Dove hanno sbagliato?

«Dopo l’era Clinton hanno continuato a martellare con gente di quel ceppo. Prima la moglie, poi Biden».

Dimentica Obama.

«Lui ha cercato un equilibrio tra le parti ma ha lasciato profonde insoddisfazioni, soprattutto se pensa al riscatto mancato delle classi subalterne: gli operai del Midwest, la popolazione nera. Si è stagnata la scala sociale, la globalizzazione fuori controllo e la paura dell’immigrazione hanno spostato l’ago della bilancia verso Trump».

Ma il trumpismo resisterà a Trump?

«Io credo che l’America sia un paese di continui sconvolgimenti, capace di cambiare pelle tante volte. Lo farà ancora».

Oggi all’orizzonte si profila il nemico cinese, serve un leader di peso. In questo ci vede un parallelismo con Bush?

«No, all’epoca tu avevi davanti un gruppo terroristico che aveva già compiuto altri attacchi, come quello alle ambasciate americane in Africa. Era un pericolo clandestino».

E quello cinese che pericolo è?

«Parliamo di uno stato organizzato con le dimensioni di un continente. Comunista ma con un’economia da regime capitalista, orientale ma profondamente occidentalizzato. Una contraddizione in termini, eppure eccolo lì».

Perché spaventa?

«Perché è un paese che ha lentamente investito molto nel suo settore militare, nell’automotive con l’elettrico di cui è leader indiscusso. Giovani cinesi in tutto il mondo occidentale studiano e apprendono il nostro know-how e poi tornano in Cina e lo mettono al servizio del Paese».

Gaza invece è la culla del nuovo terrorismo?

«Come diceva Andreotti, se uno vivesse nei campi profughi dei palestinesi non potrebbe che diventare un terrorista. Insomma, è chiaro che è così…».

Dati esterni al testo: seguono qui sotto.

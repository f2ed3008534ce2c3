pub mod skill;
pub mod user;
pub mod vacancy;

Pochi giorni fa l’attentato sul bus di Gerusalemme.

«Siamo nel pieno del sonno della ragione. Israele prosegue nella sua lotta ai vertici di Hamas anche fuori dai territori che gli sono assegnati. Ovunque si trovi, il nemico viene trovato, colpito, sterminato».

Quindi non c’è soluzione su quel fronte?

«Nel 2000, io ero appena arrivato a New York, Clinton propose gli accordi di Camp David. Parliamo dei tempi di Barak e Arafat, i due leader di Israele e Palestina».

Un momento spartiacque.

«Sì, sembrava profilars un dialogo. Non fu così, voglio dire soprattutto per via dei ripetuti attacchi terroristici del fronte palestinese».

Da questo punto di vista, come vede l’azione di Israele degli ultimi due anni?

«Inaccettabile perché sta cercando di fare piazza pulita di Palestinesi, fuori controllo. Ma non dimentichiamoci che Hamas ha nel suo statuto quello di eliminare lo Stato Ebraico. Non c’è dialogo».